As Justice Minister, Shandro has been critical of the federal Liberal government plan to ban handguns and further restrict semi-automatic rifles. He sponsored the Alberta Firearms Act which is said to counter what the Alberta government sees as federal overreach. The Alberta Firearms Act received royal assent on March 28, 2023. "We disagree with the confiscation program, so we don't think that there should be anyone involved in being engaged as a seizure agent for the confiscation program," Shandro stated. Much of the act expands the responsibilities and powers given to the provincial Chief Firearms Officer, as well as regulation powers that the government can use in orders in-council concerning future "firearms matters".

On April 5 of the same year, the act was referenced in a news release from Shandro's Justice Ministry as legislation (along with the Municipal Governments Firearms Amendments Act) that the province may use to regulate the federal firearms buy-back program.

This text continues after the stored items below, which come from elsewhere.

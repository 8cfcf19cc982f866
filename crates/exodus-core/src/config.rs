//! Configuration loading and typed config structures for an Exodus run.
//!
//! The canonical configuration lives in `exodus-config.yaml` at the project
//! root. Every field has a default, so an empty file (or no file at all)
//! yields the reference parameters. Component configs are passed down by
//! reference at construction; nothing reads configuration globally.

use std::path::{Path, PathBuf};

use exodus_agents::{MovementConfig, SocialConfig};
use exodus_types::LocationId;
use exodus_world::{ScoreWeights, SyntheticGraphConfig};
use serde::{Deserialize, Serialize};
use tracing::warn;

/// Errors that can occur when loading or validating configuration.
#[derive(Debug, thiserror::Error)]
pub enum ConfigError {
    /// Failed to read the configuration file from disk.
    #[error("failed to read config file: {source}")]
    Io {
        /// The underlying I/O error.
        #[from]
        source: std::io::Error,
    },

    /// Failed to parse YAML content.
    #[error("failed to parse config YAML: {source}")]
    Yaml {
        /// The underlying YAML parse error.
        source: serde_yml::Error,
    },

    /// A value parsed but is outside its allowed range.
    #[error("invalid config value for {field}: {reason}")]
    Invalid {
        /// Dotted path of the offending field.
        field: String,
        /// What is wrong with it.
        reason: String,
    },
}

impl From<serde_yml::Error> for ConfigError {
    fn from(source: serde_yml::Error) -> Self {
        Self::Yaml { source }
    }
}

/// Top-level run configuration.
///
/// Mirrors the structure of `exodus-config.yaml`.
#[derive(Debug, Clone, Default, PartialEq, Serialize, Deserialize)]
pub struct SimulationConfig {
    /// Step count, batching, and the random seed.
    #[serde(default)]
    pub simulation: RunConfig,

    /// Kin and friend link counts.
    #[serde(default)]
    pub social: SocialConfig,

    /// Movement probabilities and social weights.
    #[serde(default)]
    pub movement: MovementConfig,

    /// Node-score weights and the proximity reference point.
    #[serde(default)]
    pub scoring: ScoringConfig,

    /// Mid-run population injection.
    #[serde(default)]
    pub seeding: SeedingConfig,

    /// Where the location graph comes from.
    #[serde(default)]
    pub input: InputConfig,

    /// Parameters of the generated test graph.
    #[serde(default)]
    pub synthetic: SyntheticGraphConfig,

    /// Files and report detail.
    #[serde(default)]
    pub output: OutputConfig,

    /// Timing sweep over worker counts.
    #[serde(default)]
    pub trial: TrialConfig,

    /// Logging configuration.
    #[serde(default)]
    pub logging: LoggingConfig,
}

impl SimulationConfig {
    /// Load configuration from a YAML file at the given path.
    ///
    /// `EXODUS_SEED` overrides `simulation.seed` when set to an integer.
    ///
    /// # Errors
    ///
    /// Returns [`ConfigError::Io`] if the file cannot be read, or
    /// [`ConfigError::Yaml`] if the content is not valid YAML.
    pub fn from_file(path: &Path) -> Result<Self, ConfigError> {
        let contents = std::fs::read_to_string(path)?;
        Self::parse(&contents)
    }

    /// Parse configuration from a YAML string.
    ///
    /// # Errors
    ///
    /// Returns [`ConfigError::Yaml`] if the string is not valid YAML.
    pub fn parse(yaml: &str) -> Result<Self, ConfigError> {
        let mut config: Self = if yaml.trim().is_empty() {
            Self::default()
        } else {
            serde_yml::from_str(yaml)?
        };
        config.simulation.apply_env_overrides();
        Ok(config)
    }

    /// Check every value is in range.
    ///
    /// # Errors
    ///
    /// Returns [`ConfigError::Invalid`] naming the first bad field.
    pub fn validate(&self) -> Result<(), ConfigError> {
        self.simulation.validate()?;
        self.social
            .validate()
            .map_err(|e| invalid("social", e.to_string()))?;
        self.movement
            .validate()
            .map_err(|e| invalid("movement", e.to_string()))?;
        self.scoring.validate()?;
        self.trial.validate()?;
        if self.seeding.seed_refs > 0 && self.seeding.seed_nodes.is_empty() {
            warn!(
                seed_refs = self.seeding.seed_refs,
                "seed_refs set without seed_nodes; seeding is a no-op"
            );
        }
        Ok(())
    }
}

fn invalid(field: &str, reason: impl Into<String>) -> ConfigError {
    ConfigError::Invalid {
        field: field.to_owned(),
        reason: reason.into(),
    }
}

/// Step count, batching, and randomness.
#[derive(Debug, Clone, PartialEq, Eq, Serialize, Deserialize)]
pub struct RunConfig {
    /// Number of steps to run.
    #[serde(default = "default_num_steps")]
    pub num_steps: u64,

    /// Number of ordered slices the population is split into per step.
    #[serde(default = "default_parallelism")]
    pub num_batches: usize,

    /// Number of worker threads; `1` runs batches sequentially.
    #[serde(default = "default_parallelism")]
    pub num_processes: usize,

    /// Seed for every random stream of the run.
    #[serde(default = "default_seed")]
    pub seed: u64,
}

impl Default for RunConfig {
    fn default() -> Self {
        Self {
            num_steps: default_num_steps(),
            num_batches: default_parallelism(),
            num_processes: default_parallelism(),
            seed: default_seed(),
        }
    }
}

impl RunConfig {
    /// Apply environment variable overrides.
    pub fn apply_env_overrides(&mut self) {
        if let Ok(val) = std::env::var("EXODUS_SEED") {
            match val.trim().parse() {
                Ok(seed) => self.seed = seed,
                Err(_) => warn!(value = %val, "Ignoring non-integer EXODUS_SEED"),
            }
        }
    }

    fn validate(&self) -> Result<(), ConfigError> {
        if self.num_steps == 0 {
            return Err(invalid("simulation.num_steps", "must be at least 1"));
        }
        if self.num_batches == 0 {
            return Err(invalid("simulation.num_batches", "must be at least 1"));
        }
        if self.num_processes == 0 {
            return Err(invalid("simulation.num_processes", "must be at least 1"));
        }
        Ok(())
    }
}

const fn default_num_steps() -> u64 {
    1
}

const fn default_parallelism() -> usize {
    4
}

const fn default_seed() -> u64 {
    42
}

/// A `(lat, lon)` point in degrees.
#[derive(Debug, Clone, Copy, PartialEq, Serialize, Deserialize)]
pub struct ReferencePoint {
    /// Latitude.
    pub lat: f64,
    /// Longitude.
    pub lon: f64,
}

impl Default for ReferencePoint {
    fn default() -> Self {
        Self {
            lat: 51.5074,
            lon: -0.1278,
        }
    }
}

impl ReferencePoint {
    /// As a `(lat, lon)` tuple.
    pub const fn as_tuple(self) -> (f64, f64) {
        (self.lat, self.lon)
    }
}

/// Node-score weights plus the point proximity is measured from.
#[derive(Debug, Clone, Copy, Default, PartialEq, Serialize, Deserialize)]
pub struct ScoringConfig {
    /// The four node-score term weights.
    #[serde(flatten)]
    pub weights: ScoreWeights,

    /// Reference point for proximity scores computed from centroids.
    #[serde(default)]
    pub location: ReferencePoint,
}

impl ScoringConfig {
    fn validate(&self) -> Result<(), ConfigError> {
        let w = &self.weights;
        for (field, value) in [
            ("scoring.population_weight", w.population_weight),
            ("scoring.location_weight", w.location_weight),
            ("scoring.camp_weight", w.camp_weight),
            ("scoring.conflict_weight", w.conflict_weight),
        ] {
            if !value.is_finite() || value < 0.0 {
                return Err(invalid(
                    field,
                    format!("must be finite and non-negative, got {value}"),
                ));
            }
        }
        for (field, value) in [
            ("scoring.location.lat", self.location.lat),
            ("scoring.location.lon", self.location.lon),
        ] {
            if !value.is_finite() {
                return Err(invalid(field, format!("must be finite, got {value}")));
            }
        }
        Ok(())
    }
}

/// Agents injected after every step.
#[derive(Debug, Clone, Default, PartialEq, Eq, Serialize, Deserialize)]
pub struct SeedingConfig {
    /// Agents added at each seed node per step. `0` disables seeding.
    #[serde(default)]
    pub seed_refs: u32,

    /// Locations receiving seeded agents.
    #[serde(default)]
    pub seed_nodes: Vec<LocationId>,
}

impl SeedingConfig {
    /// Whether seeding changes anything.
    pub fn is_active(&self) -> bool {
        self.seed_refs > 0 && !self.seed_nodes.is_empty()
    }
}

/// Source of the location graph.
#[derive(Debug, Clone, Default, PartialEq, Eq, Serialize, Deserialize)]
pub struct InputConfig {
    /// Path to a JSON graph file. When absent a synthetic graph is used.
    #[serde(default)]
    pub graph: Option<PathBuf>,
}

/// Output files and report detail.
#[derive(Debug, Clone, PartialEq, Eq, Serialize, Deserialize)]
#[allow(clippy::struct_excessive_bools)]
pub struct OutputConfig {
    /// Directory for every file the run writes.
    #[serde(default = "default_output_dir")]
    pub directory: PathBuf,

    /// Write `parameters.json` at start.
    #[serde(default = "default_true")]
    pub write_parameters: bool,

    /// Write `step_NNN.json` weight snapshots.
    #[serde(default)]
    pub write_step_snapshots: bool,

    /// Include per-node start and end weights in the final report.
    #[serde(default)]
    pub print_node_weights: bool,

    /// Write `agent_locations.json` at the end.
    #[serde(default)]
    pub write_agent_locations: bool,
}

impl Default for OutputConfig {
    fn default() -> Self {
        Self {
            directory: default_output_dir(),
            write_parameters: default_true(),
            write_step_snapshots: false,
            print_node_weights: false,
            write_agent_locations: false,
        }
    }
}

fn default_output_dir() -> PathBuf {
    PathBuf::from("output")
}

const fn default_true() -> bool {
    true
}

/// Step-time sweep over worker counts.
#[derive(Debug, Clone, PartialEq, Eq, Serialize, Deserialize)]
pub struct TrialConfig {
    /// Steps per row.
    #[serde(default = "default_trial_steps")]
    pub num_steps: u64,

    /// Worker counts to time; batches equal workers in each row.
    #[serde(default = "default_trial_processes")]
    pub processes: Vec<usize>,
}

impl Default for TrialConfig {
    fn default() -> Self {
        Self {
            num_steps: default_trial_steps(),
            processes: default_trial_processes(),
        }
    }
}

impl TrialConfig {
    fn validate(&self) -> Result<(), ConfigError> {
        if self.num_steps == 0 {
            return Err(invalid("trial.num_steps", "must be at least 1"));
        }
        if self.processes.contains(&0) {
            return Err(invalid("trial.processes", "worker counts must be at least 1"));
        }
        Ok(())
    }
}

const fn default_trial_steps() -> u64 {
    5
}

fn default_trial_processes() -> Vec<usize> {
    vec![1, 2, 4, 8, 16]
}

/// Logging configuration.
#[derive(Debug, Clone, PartialEq, Eq, Serialize, Deserialize)]
pub struct LoggingConfig {
    /// Filter used when `RUST_LOG` is unset.
    #[serde(default = "default_log_level")]
    pub level: String,

    /// Emit JSON lines instead of human-readable output.
    #[serde(default)]
    pub json: bool,
}

impl Default for LoggingConfig {
    fn default() -> Self {
        Self {
            level: default_log_level(),
            json: false,
        }
    }
}

fn default_log_level() -> String {
    "info".to_owned()
}

#[cfg(test)]
mod tests {
    use exodus_agents::{ConflictMovePolicy, LinkCount};

    use super::*;

    #[test]
    fn default_config_is_valid() {
        let config = SimulationConfig::default();
        assert!(config.validate().is_ok());
        assert_eq!(config.simulation.num_steps, 1);
        assert_eq!(config.simulation.num_batches, 4);
        assert_eq!(config.trial.processes, vec![1, 2, 4, 8, 16]);
        assert!(!config.seeding.is_active());
    }

    #[test]
    fn parse_full_yaml() {
        let yaml = r"
simulation:
  num_steps: 12
  num_batches: 8
  num_processes: 2
  seed: 7

social:
  num_kin: [1, 3]
  num_friends: 2

movement:
  percent_move_at_camp: 0.1
  percent_move_other: 0.0
  kin_weight: 0.5
  conflict_move_policy: configured

scoring:
  population_weight: 0.4
  location:
    lat: 36.2
    lon: 37.1

seeding:
  seed_refs: 10
  seed_nodes: [Aleppo, Idlib]

input:
  graph: graph.json

output:
  directory: runs/a
  write_step_snapshots: true

logging:
  level: debug
  json: true
";
        let config = SimulationConfig::parse(yaml).unwrap_or_default();
        assert_eq!(config.simulation.num_steps, 12);
        assert_eq!(config.social.num_kin, LinkCount::Range(1, 3));
        assert_eq!(config.social.num_friends, LinkCount::Fixed(2));
        assert_eq!(
            config.movement.conflict_move_policy,
            ConflictMovePolicy::Configured
        );
        assert!((config.movement.percent_move_at_conflict - 1.0).abs() < 1e-12);
        assert!((config.scoring.weights.population_weight - 0.4).abs() < 1e-12);
        assert!((config.scoring.weights.camp_weight - 0.25).abs() < 1e-12);
        assert!((config.scoring.location.lat - 36.2).abs() < 1e-12);
        assert!(config.seeding.is_active());
        assert_eq!(config.seeding.seed_nodes.len(), 2);
        assert_eq!(config.input.graph, Some(PathBuf::from("graph.json")));
        assert!(config.output.write_step_snapshots);
        assert!(config.output.write_parameters);
        assert!(config.logging.json);
        assert!(config.validate().is_ok());
    }

    #[test]
    fn empty_yaml_gives_defaults() {
        let config = SimulationConfig::parse("").ok();
        assert_eq!(
            config.map(|c| c.movement),
            Some(MovementConfig::default())
        );
    }

    #[test]
    fn zero_steps_rejected() {
        let mut config = SimulationConfig::default();
        config.simulation.num_steps = 0;
        assert!(matches!(
            config.validate(),
            Err(ConfigError::Invalid { ref field, .. }) if field == "simulation.num_steps"
        ));
    }

    #[test]
    fn bad_probability_reported_under_movement() {
        let yaml = "movement:\n  percent_move_at_camp: 1.5\n";
        let config = SimulationConfig::parse(yaml).unwrap_or_default();
        assert!(matches!(
            config.validate(),
            Err(ConfigError::Invalid { ref field, .. }) if field == "movement"
        ));
    }

    #[test]
    fn negative_scoring_weight_rejected() {
        let yaml = "scoring:\n  conflict_weight: -3.0\n";
        let config = SimulationConfig::parse(yaml).unwrap_or_default();
        assert!(matches!(
            config.validate(),
            Err(ConfigError::Invalid { ref field, .. }) if field == "scoring.conflict_weight"
        ));
    }

    #[test]
    fn negative_kin_weight_reported_under_movement() {
        let yaml = "movement:\n  kin_weight: -2.0\n";
        let config = SimulationConfig::parse(yaml).unwrap_or_default();
        assert!(matches!(
            config.validate(),
            Err(ConfigError::Invalid { ref field, .. }) if field == "movement"
        ));
    }

    #[test]
    fn inverted_link_range_rejected() {
        let yaml = "social:\n  num_friends: [4, 1]\n";
        let config = SimulationConfig::parse(yaml).unwrap_or_default();
        assert!(config.validate().is_err());
    }

    #[test]
    fn malformed_yaml_is_a_yaml_error() {
        let result = SimulationConfig::parse("simulation: [unclosed");
        assert!(matches!(result, Err(ConfigError::Yaml { .. })));
    }
}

Specifically, this usage of the act is claimed to give to the Alberta government the final word before municipal and / or police services enter into funding agreements or accept funding from the federal government to take part in the federal program.

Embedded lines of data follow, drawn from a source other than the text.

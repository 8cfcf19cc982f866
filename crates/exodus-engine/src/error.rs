//! Error types for the Exodus engine binary.
//!
//! [`EngineError`] wraps every failure mode during startup, the run, and
//! output writing, so `main` can propagate with `?`.

use std::path::PathBuf;

/// Top-level error for the engine binary.
#[derive(Debug, thiserror::Error)]
pub enum EngineError {
    /// Command-line arguments were not understood.
    #[error("usage error: {message}")]
    Usage {
        /// What was wrong with the arguments.
        message: String,
    },

    /// Configuration loading or validation failed.
    #[error("config error: {source}")]
    Config {
        /// The underlying config error.
        #[from]
        source: exodus_core::ConfigError,
    },

    /// The location graph could not be built.
    #[error("world error: {source}")]
    World {
        /// The underlying world error.
        #[from]
        source: exodus_world::WorldError,
    },

    /// The simulation driver failed.
    #[error("simulation error: {source}")]
    Driver {
        /// The underlying driver error.
        #[from]
        source: exodus_core::DriverError,
    },

    /// A file could not be read or written.
    #[error("I/O error on {path}: {source}")]
    Io {
        /// The file involved.
        path: PathBuf,
        /// The underlying I/O error.
        source: std::io::Error,
    },

    /// JSON input or output failed.
    #[error("JSON error on {path}: {source}")]
    Json {
        /// The file involved.
        path: PathBuf,
        /// The underlying JSON error.
        source: serde_json::Error,
    },

    /// The blocking simulation task panicked or was cancelled.
    #[error("simulation task failed: {message}")]
    Task {
        /// Description of the task failure.
        message: String,
    },
}
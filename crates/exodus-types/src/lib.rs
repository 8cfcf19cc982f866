//! Shared type definitions for the Exodus displacement simulation.
//!
//! # Modules
//!
//! - [`ids`] -- Location and agent identifiers, run ids
//! - [`enums`] -- Node movement classes and run end reasons
//! - [`structs`] -- Graph input records and per-step weight snapshots

pub mod enums;
pub mod ids;
pub mod structs;

// Re-export all public types at crate root for convenience.
pub use enums::{NodeClass, RunEndReason};
pub use ids::{AgentIndex, LocationId, RunId};
pub use structs::{EdgeSpec, GraphSpec, NodeSpec, WeightSnapshot};
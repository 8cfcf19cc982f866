//! Agents, social ties, and movement decisions for the Exodus simulation.
//!
//! This crate is the individual layer of the model. It sits between
//! `exodus-world` (locations and their scores) and `exodus-core` (batch
//! execution and the run loop), and performs no I/O.
//!
//! # Modules
//!
//! - [`agent`] -- [`Agent`] records and the index-addressed [`AgentStore`]
//! - [`config`] -- [`SocialConfig`] and [`MovementConfig`]
//! - [`error`] -- Error types for agent operations ([`AgentError`])
//! - [`movement`] -- The per-agent [`MovementPolicy`]
//! - [`rng`] -- Deterministic run and per-agent random streams
//! - [`social`] -- Symmetric kin and friend links ([`SocialGraph`])

pub mod agent;
pub mod config;
pub mod error;
pub mod movement;
pub mod rng;
pub mod social;

// Re-export primary types at crate root for convenience.
pub use agent::{Agent, AgentStore};
pub use config::{ConflictMovePolicy, LinkCount, MovementConfig, SocialConfig};
pub use error::AgentError;
pub use movement::{Decision, MovementPolicy};
pub use social::{Relation, SocialGraph};
//! Deterministic random streams.
//!
//! Social links are drawn from one sequential stream per run. A generated
//! location graph uses its own ChaCha stream under the same seed, so
//! generating the graph never shifts the social draws. Movement
//! rolls use an independent stream per `(seed, step, agent)`, so the
//! outcome of a step does not depend on how agents are split into batches
//! or how many workers run them.

use rand::SeedableRng;
use rand_chacha::ChaCha8Rng;

/// Golden-ratio increment of the splitmix64 sequence.
const SPLITMIX_GAMMA: u64 = 0x9E37_79B9_7F4A_7C15;

/// ChaCha stream of the synthetic graph generator; the run stream is 0.
const GRAPH_STREAM: u64 = 1;

/// Create the sequential run stream.
pub fn create_rng(seed: u64) -> ChaCha8Rng {
    ChaCha8Rng::seed_from_u64(seed)
}

/// Create the stream that generates a synthetic location graph.
pub fn create_graph_rng(seed: u64) -> ChaCha8Rng {
    let mut rng = ChaCha8Rng::seed_from_u64(seed);
    rng.set_stream(GRAPH_STREAM);
    rng
}

/// Derive the movement stream for one agent in one step.
pub fn derive_agent_rng(seed: u64, step: u64, agent: usize) -> ChaCha8Rng {
    let agent = u64::try_from(agent).unwrap_or(u64::MAX);
    let mixed = splitmix64(splitmix64(seed ^ step.wrapping_mul(SPLITMIX_GAMMA)) ^ agent);
    ChaCha8Rng::seed_from_u64(mixed)
}

/// One round of the splitmix64 finalizer.
const fn splitmix64(value: u64) -> u64 {
    let mut z = value.wrapping_add(SPLITMIX_GAMMA);
    z = (z ^ (z >> 30)).wrapping_mul(0xBF58_476D_1CE4_E5B9);
    z = (z ^ (z >> 27)).wrapping_mul(0x94D0_49BB_1331_11EB);
    z ^ (z >> 31)
}

#[cfg(test)]
mod tests {
    use rand::Rng;

    use super::*;

    #[test]
    fn agent_streams_are_reproducible() {
        let a: f64 = derive_agent_rng(42, 3, 17).random();
        let b: f64 = derive_agent_rng(42, 3, 17).random();
        assert!((a - b).abs() < f64::EPSILON);
    }

    #[test]
    fn graph_stream_is_separate_from_run_stream() {
        let run: u64 = create_rng(42).random();
        let graph: u64 = create_graph_rng(42).random();
        let again: u64 = create_graph_rng(42).random();
        assert_ne!(run, graph);
        assert_eq!(graph, again);
    }

    #[test]
    fn agent_streams_differ_by_step_and_agent() {
        let base: u64 = derive_agent_rng(42, 1, 0).random();
        let other_step: u64 = derive_agent_rng(42, 2, 0).random();
        let other_agent: u64 = derive_agent_rng(42, 1, 1).random();
        assert_ne!(base, other_step);
        assert_ne!(base, other_agent);
    }
}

Shandro lost his seat in the 2023 Alberta general election to Diana Batten from the NDP.

== Law Society of Alberta Proceedings ==
In 2020, the Law Society of Alberta authorized three citations against Shandro:

CO20200379: It is alleged that Tyler Shandro, KC attended the private residence of a member of the public, behaved inappropriately by engaging in conduct that brings the reputation of the profession into disrepute, and that such conduct is deserving of sanction;

CO20200393: It is alleged that Tyler Shandro, KC used his position as Minister of Health to obtain personal cell phone numbers, contacted one or more members of the public outside of regular working hours using that information, and that such conduct is deserving of sanction; and

CO20200759: It is alleged that Tyler Shandro, KC responded to an email from a member of the public addressed to his wife by threatening to refer that individual to the authorities if they did not address future correspondence to his office as Minister of Health, and that such conduct is deserving of sanction

Virtual conduct hearings into these matters began on Tuesday January 24, 2023. The hearing was adjourned to a later date as the 3 days allotted for the hearing were insufficient.

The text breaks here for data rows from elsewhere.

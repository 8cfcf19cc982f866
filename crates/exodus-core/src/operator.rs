//! Shared run control.
//!
//! The driver checks the stop flag between steps, never during one, so a
//! stop request always leaves the last step fully applied. The engine
//! wires the flag to Ctrl-C; anything holding an [`Arc<RunControl>`] can
//! set it.

use std::sync::Arc;
use std::sync::atomic::{AtomicBool, Ordering};

/// Stop flag of a run.
#[derive(Debug)]
pub struct RunControl {
    /// Whether a stop has been requested.
    stop_requested: AtomicBool,
}

impl Default for RunControl {
    fn default() -> Self {
        Self::new()
    }
}

impl RunControl {
    /// Create a control with no stop pending.
    pub const fn new() -> Self {
        Self {
            stop_requested: AtomicBool::new(false),
        }
    }

    /// Create a shareable control.
    pub fn shared() -> Arc<Self> {
        Arc::new(Self::new())
    }

    /// Request a clean stop after the current step.
    pub fn request_stop(&self) {
        self.stop_requested.store(true, Ordering::Release);
    }

    /// Check whether a stop has been requested.
    pub fn is_stop_requested(&self) -> bool {
        self.stop_requested.load(Ordering::Acquire)
    }
}

#[cfg(test)]
mod tests {
    use super::*;

    #[test]
    fn stop_is_visible_through_clones() {
        let control = RunControl::shared();
        let handle = Arc::clone(&control);
        assert!(!control.is_stop_requested());
        handle.request_stop();
        assert!(control.is_stop_requested());
    }

    #[test]
    fn new_control_has_no_stop_pending() {
        assert!(!RunControl::default().is_stop_requested());
    }
}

During the hearings, Shandro's lawyer criticized the proceedings as politically-motivated and not related to the practice of law. Shandro testified that he had reached out to the vice president of community of engagement and communications at Alberta Health Services after the two doctors in question had confronted him in person earlier about a recent rate cut. Shandro said that he indicated he wanted to identify the doctors because he was willing to speak with them and was passed on their names and contact information by AHS, who did not confirm with Shandro that the doctors were actually prepared to speak with him or that the numbers given to him were private numbers.

In July 2024, a majority of a three-person Law Society panel released its decision not to sanction Shandro on any of the citations. It ruled that in respect to the first two citations that lawyers were allowed to have emotional conversations with their neighbours and that the phone conversations with doctors did not violate their privacy rights and were professional. In respect to the third citation, the panel found that while Shandro's reply was improper, it was not a clear threat and did not rise to the level of professional misconduct. A partially dissenting panel member would have found Shandro guilty of misconduct for the conversation with his neighbour.

==Electoral history==

v; t; e; 2023 Alberta general election: Calgary-Acadia
| Party | Candidate | Votes | % | ±% |
|  | New Democratic | Diana Batten | 10,958 | 48.58 | +13.93 |
|  | United Conservative | Tyler Shandro | 10,933 | 48.47 | -5.84 |
|  | Green | Paul Bechthold | 293 | 1.29 | +0.25 |
|  | Independent | Larry R. Heather | 163 | 0.72 | – |
|  | Wildrose Loyalty Coalition | Donna Kathleen Scott | 119 | 0.53 | – |
|  | Solidarity Movement | Linda McClelland | 92 | 0.41 | – |
| Total |  |  | 22,558 | 99.24 | – |
| Rejected and declined |  |  | 173 | 0.76 |
| Turnout |  |  | 22,731 | 64.29 |
| Eligible electors |  |  | 35,355 |
|  | New Democratic gain from United Conservative |  | Swing |  | +9.88 |
Source(s) Source: Elections Alberta

v; t; e; 2019 Alberta general election: Calgary-Acadia
Party: Candidate; Votes; %; ±%; Expenditures
United Conservative; Tyler Shandro; 12,615; 54.30; -3.45; $117,646
New Democratic; Kate Andrews; 8,049; 34.65; -1.04; $37,925
Alberta Party; Lana Bentley; 1,728; 7.44; +5.69; $8,020
Liberal; Lorissa Good; 350; 1.51; -3.19; $500
Alberta Independence; Patrick Reilly; 245; 1.05; –; $8,243
Green; Amanda Bishop; 243; 1.05; –; $500
Total: 23,230; 99.23; –
Rejected, spoiled and declined: 180; 0.77
Turnout: 23,410; 67.60
Eligible voters: 34,632
United Conservative notional hold; Swing; -1.21
Source(s) Source: Elections AlbertaNote: Expenses is the sum of "Election Expenses", "Other Expenses" and "Transfers Issued". The Elections Act limits "Election Expenses" to $50,000.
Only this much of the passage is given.